◆ What you need to do ◆
Please say how many lines in the records contain the word "fresh", giving only the number.

◆ Records ◆
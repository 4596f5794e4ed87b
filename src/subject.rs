use crate::frame::{Frame, Notify, SLOTS};
use crossbeam_utils::Backoff;
use std::fmt;
use std::ptr;
use std::sync::atomic::{AtomicPtr, Ordering};
use std::sync::Arc;

/// Write end of an unbounded append-only broadcast stream.
///
/// Any number of producers publish with [`set`](Subject::set); any
/// number of consumers traverse the stream independently through
/// [`View`] cursors, parking when they catch up to the producers.
/// Values are stored in chained 64-slot frames; publication is a single
/// atomic OR, so producers never block each other for correctness (the
/// one writer that rolls a frame over briefly makes its peers spin).
///
/// ```
/// use framecast::Subject;
///
/// let subject = Subject::new();
/// let first = subject.set(1);
/// subject.set(2);
///
/// assert_eq!(*first.value(), 1);
/// assert_eq!(*first.next().value(), 2);
/// ```
pub struct Subject<T> {
    notify: Arc<Notify>,
    /// Root of the frame chain; owns every frame transitively, which is
    /// what keeps the raw `head` hint dereferenceable.
    first: std::sync::OnceLock<Arc<Frame<T>>>,
    /// Latest frame accepting writes. Null until the first publish.
    head: AtomicPtr<Frame<T>>,
}

impl<T> Subject<T> {
    pub fn new() -> Self {
        Self {
            notify: Arc::new(Notify::new()),
            first: std::sync::OnceLock::new(),
            head: AtomicPtr::new(ptr::null_mut()),
        }
    }

    /// Publishes `value` as the next element of the stream and wakes
    /// every parked consumer. Returns the cursor for exactly the slot
    /// that received `value`.
    pub fn set(&self, value: T) -> View<T> {
        let mut value = value;
        let mut frame_ptr = self.head.load(Ordering::Acquire);
        if frame_ptr.is_null() {
            match self.install_first(value) {
                Ok(view) => return view,
                // Lost the init race; the head is live now.
                Err(returned) => {
                    value = returned;
                    frame_ptr = self.head.load(Ordering::Acquire);
                }
            }
        }

        loop {
            // SAFETY: `frame_ptr` came from `head` (or a successor walk),
            // and every such frame is owned by the chain rooted at
            // `first` for at least as long as `&self` lives.
            let frame = unsafe { &*frame_ptr };
            let ticket = frame.claim();

            if ticket < SLOTS as u32 {
                // SAFETY: the ticket names an unwritten slot we own.
                unsafe { frame.publish(ticket, value) };
                self.notify.broadcast();
                // SAFETY: the chain keeps `frame_ptr`'s strong count
                // above zero, see above.
                let frame = unsafe { clone_from_chain(frame_ptr) };
                return View { frame, index: ticket };
            }

            if ticket == SLOTS as u32 {
                // Rollover owner: the successor starts life with our
                // value already published in slot 0.
                let next = Arc::new(Frame::with_first(value, Arc::clone(&self.notify)));
                let next_ptr = Arc::as_ptr(&next).cast_mut();
                frame.install_successor(next);
                self.head.store(next_ptr, Ordering::Release);
                self.notify.broadcast();
                // SAFETY: the predecessor now owns the successor.
                let frame = unsafe { clone_from_chain(next_ptr) };
                return View { frame, index: 0 };
            }

            // Ticket overshot the frame: wait for the rollover owner to
            // install the successor, then retry with a fresh ticket
            // there. The old ticket is meaningless on the new frame.
            let backoff = Backoff::new();
            let next = loop {
                if let Some(next) = frame.successor() {
                    break next;
                }
                backoff.snooze();
            };
            frame_ptr = Arc::as_ptr(next).cast_mut();
        }
    }

    /// Returns a cursor at the latest published value, parking until
    /// the first publish if the stream is still empty.
    pub fn view(&self) -> View<T> {
        let head = self.head.load(Ordering::Acquire);
        if !head.is_null() {
            // SAFETY: chain-owned, see `set`.
            return unsafe { self.latest(head) };
        }

        let mut guard = self.notify.mu.lock().unwrap();
        loop {
            let head = self.head.load(Ordering::Acquire);
            if !head.is_null() {
                drop(guard);
                // SAFETY: chain-owned, see `set`.
                return unsafe { self.latest(head) };
            }
            guard = self.notify.cond.wait(guard).unwrap();
        }
    }

    /// Slow-path first publish: double-checked under the park lock so
    /// exactly one writer installs the chain root.
    fn install_first(&self, value: T) -> Result<View<T>, T> {
        let _guard = self.notify.mu.lock().unwrap();
        if !self.head.load(Ordering::Acquire).is_null() {
            return Err(value);
        }

        let frame = Arc::new(Frame::with_first(value, Arc::clone(&self.notify)));
        let frame_ptr = Arc::as_ptr(&frame).cast_mut();
        let view = View {
            frame: Arc::clone(&frame),
            index: 0,
        };
        let installed = self.first.set(frame).is_ok();
        debug_assert!(installed, "chain root installed twice");
        self.head.store(frame_ptr, Ordering::Release);
        self.notify.cond.notify_all();
        Ok(view)
    }

    /// # Safety
    ///
    /// `head` must be a chain-owned frame pointer (see `set`).
    unsafe fn latest(&self, head: *mut Frame<T>) -> View<T> {
        // SAFETY: caller contract.
        let frame = unsafe { &*head };
        // A visible frame always has slot 0 published, so fill >= 1.
        let index = (frame.fill() - 1) as u32;
        // SAFETY: caller contract.
        let frame = unsafe { clone_from_chain(head) };
        View { frame, index }
    }
}

impl<T> Default for Subject<T> {
    fn default() -> Self {
        Self::new()
    }
}

impl<T> fmt::Debug for Subject<T> {
    fn fmt(&self, f: &mut fmt::Formatter<'_>) -> fmt::Result {
        f.debug_struct("Subject")
            .field("published", &!self.head.load(Ordering::Acquire).is_null())
            .finish()
    }
}

/// Recover an owned handle to a frame that the chain is known to keep
/// alive.
///
/// # Safety
///
/// `ptr` must point at a frame holding at least one other strong
/// reference (the chain link or the subject root) for the duration of
/// the call.
unsafe fn clone_from_chain<T>(ptr: *const Frame<T>) -> Arc<Frame<T>> {
    // SAFETY: caller contract; the count cannot hit zero concurrently.
    unsafe {
        Arc::increment_strong_count(ptr);
        Arc::from_raw(ptr)
    }
}

/// Immutable cursor into a broadcast stream: one slot of one frame.
///
/// Advancing never mutates; [`next`](View::next) returns a fresh cursor
/// for the successor slot, parking until a producer publishes it. A
/// cursor keeps its frame and everything after it alive, so a consumer
/// can fall arbitrarily far behind without losing values.
pub struct View<T> {
    frame: Arc<Frame<T>>,
    index: u32,
}

impl<T> View<T> {
    /// Borrow the value this cursor refers to. Infallible: a cursor is
    /// only ever constructed for a published slot.
    #[inline]
    pub fn value(&self) -> &T {
        // SAFETY: construction sites guarantee the slot is published.
        unsafe { self.frame.value(self.index) }
    }

    /// The lock-free half of [`next`](View::next): the successor cursor
    /// if its slot is already published, `None` otherwise.
    pub fn try_next(&self) -> Option<View<T>> {
        let index = self.index + 1;
        if index < SLOTS as u32 {
            if self.frame.is_published(index) {
                return Some(View {
                    frame: Arc::clone(&self.frame),
                    index,
                });
            }
            None
        } else {
            // Observing the successor implies its slot 0 is published.
            self.frame.successor().map(|next| View {
                frame: Arc::clone(next),
                index: 0,
            })
        }
    }

    /// Returns the cursor for the successor slot, parking until a
    /// producer publishes it.
    pub fn next(&self) -> View<T> {
        if let Some(view) = self.try_next() {
            return view;
        }

        let notify = self.frame.notify();
        let mut guard = notify.mu.lock().unwrap();
        loop {
            if let Some(view) = self.try_next() {
                drop(guard);
                return view;
            }
            guard = notify.cond.wait(guard).unwrap();
        }
    }

    /// Number of published values from this cursor (inclusive) to the
    /// current tail of the stream.
    pub fn len(&self) -> usize {
        let mut frame = &self.frame;
        let mut published = 0;
        loop {
            let fill = frame.fill();
            published += fill;
            if fill == SLOTS {
                if let Some(next) = frame.successor() {
                    frame = next;
                    continue;
                }
            }
            break;
        }
        published - self.index as usize
    }

    /// Walk forward from this cursor, applying `f` to each published
    /// value. Stops when `f` returns `false` or when the next value is
    /// not yet published; returns the last cursor visited. Never parks.
    pub fn range<F>(&self, mut f: F) -> View<T>
    where
        F: FnMut(&T) -> bool,
    {
        let mut view = self.clone();
        loop {
            if !f(view.value()) {
                return view;
            }
            match view.try_next() {
                Some(next) => view = next,
                None => return view,
            }
        }
    }
}

impl<T> Clone for View<T> {
    fn clone(&self) -> Self {
        Self {
            frame: Arc::clone(&self.frame),
            index: self.index,
        }
    }
}

/// Cursor identity: same frame, same slot.
impl<T> PartialEq for View<T> {
    fn eq(&self, other: &Self) -> bool {
        Arc::ptr_eq(&self.frame, &other.frame) && self.index == other.index
    }
}

impl<T> Eq for View<T> {}

impl<T: fmt::Debug> fmt::Debug for View<T> {
    fn fmt(&self, f: &mut fmt::Formatter<'_>) -> fmt::Result {
        f.debug_struct("View")
            .field("index", &self.index)
            .field("value", self.value())
            .finish()
    }
}

#[cfg(test)]
mod tests {
    use super::*;

    #[test]
    fn test_set_returns_view_of_value() {
        let subject = Subject::new();

        let view = subject.set(1);
        assert_eq!(*view.value(), 1);

        let two = subject.set(2);
        assert_eq!(view.next(), two);
        assert_eq!(*two.value(), 2);
    }

    #[test]
    fn test_view_returns_latest() {
        let subject = Subject::new();
        for i in 0..5 {
            subject.set(i);
        }

        assert_eq!(*subject.view().value(), 4);
    }

    #[test]
    fn test_rollover_preserves_order_and_len() {
        let subject = Subject::new();
        let first = subject.set(0);
        for i in 1..66 {
            subject.set(i);
        }

        assert_eq!(first.len(), 66);
        assert_eq!(*subject.view().value(), 65);

        let mut view = first.clone();
        for expected in 1..66 {
            view = view.next();
            assert_eq!(*view.value(), expected);
        }
        assert!(view.try_next().is_none());
    }

    #[test]
    fn test_len_counts_from_cursor() {
        let subject = Subject::new();
        let first = subject.set(0);
        for i in 1..10 {
            subject.set(i);
        }

        assert_eq!(first.len(), 10);
        assert_eq!(first.next().len(), 9);
        assert_eq!(subject.view().len(), 1);
    }

    #[test]
    fn test_range_stops_at_tail() {
        let subject = Subject::new();
        let first = subject.set(1);
        subject.set(2);
        subject.set(3);

        let mut seen = vec![];
        let last = first.range(|v| {
            seen.push(*v);
            true
        });

        assert_eq!(seen, vec![1, 2, 3]);
        assert_eq!(*last.value(), 3);
    }

    #[test]
    fn test_range_honors_predicate() {
        let subject = Subject::new();
        let first = subject.set(1);
        subject.set(2);
        subject.set(3);

        let mut seen = vec![];
        let last = first.range(|v| {
            seen.push(*v);
            *v < 2
        });

        assert_eq!(seen, vec![1, 2]);
        assert_eq!(*last.value(), 2);
    }

    #[test]
    fn test_drop_reclaims_whole_stream() {
        use std::sync::atomic::{AtomicUsize, Ordering};

        static DROPPED: AtomicUsize = AtomicUsize::new(0);

        struct Tracked(u64);
        impl Drop for Tracked {
            fn drop(&mut self) {
                DROPPED.fetch_add(1, Ordering::SeqCst);
            }
        }

        DROPPED.store(0, Ordering::SeqCst);
        let subject = Subject::new();
        for i in 0..200 {
            subject.set(Tracked(i));
        }
        drop(subject);

        assert_eq!(DROPPED.load(Ordering::SeqCst), 200);
    }
}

◆ Task solution ◆
2